When He unstopped the ears of the deaf man, he sighed and said, ‘Ephphatha, be opened’. Why was this? It was not a sighing at the greatness of the miracle required to heal the deaf. It was a response to the destructive effects of the Fall and of sin. When we sigh and cry for abominations we have something of that spirit (Ezekiel 9:4). There was a holy anger against sin in Christ but a tenderness and pity towards the man himself. He was the great High Priest who had compassion upon those that were ignorant and out of the way. How expressive it is when we read that He also looked up to heaven when he sighed. Can we fathom the depths of that sigh, any more than we can fathom the depths of the heart of the One greater than Solomon, who had ‘largeness of heart, even as the sand that is on the sea shore’ (1 Kings 4:29)? As Samuel Rutherford has commented, when His holy heart was stirred it was like the stirring of perfume only the sweet savour of holy emotions arose, whereas when our heart is stirred it is often like the stirring of the bottom of a pond which brings foul smelling things from the bottom to the surface.

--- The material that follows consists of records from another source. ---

// remotedaq-api: Async Rust clients for DAQ node HTTP servers and ZeroTier Central

pub mod daq;
pub mod error;
pub mod transport;
pub mod zerotier;

pub use daq::{ChannelGroup, ChannelPayload, ChannelValue, DaqClient, DaqEntry, DaqResponse};
pub use error::Error;
pub use transport::{TlsMode, TransportConfig};
pub use zerotier::{Member, MemberConfig, ZeroTierClient};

There was a prayer in this sigh. A sigh of intercession. When we read frequently of sighing in the psalms we ought to think of the sighs of Christ of whom the psalms speak. He came to enter into, in the fullest possible, yet sinless way, this world of sighing and tears. He could say Psalm 31:10, ‘For my life is spent with grief, and my years with sighing’. He was a Man of Sorrows and acquainted with grief. He could say in His extremity, ‘I am poor and sorrowful’ (Psalm 69:29). Intercession means intervention too, however. ‘For the sighing of the needy, now will I arise’ Psalm 12:5. Exodus 2:23, ‘the children of Israel sighed by reason of the bondage, and they cried, and their cry came up unto God by reason of the bondage’. As the Lord visited His people then, so He came in a more glorious way as Immanuel, God with us. He came in order that the redeemed of the Lord would come again to the heavenly Zion, when ‘sorrow and sighing shall flee away’ (Isaiah 35:10).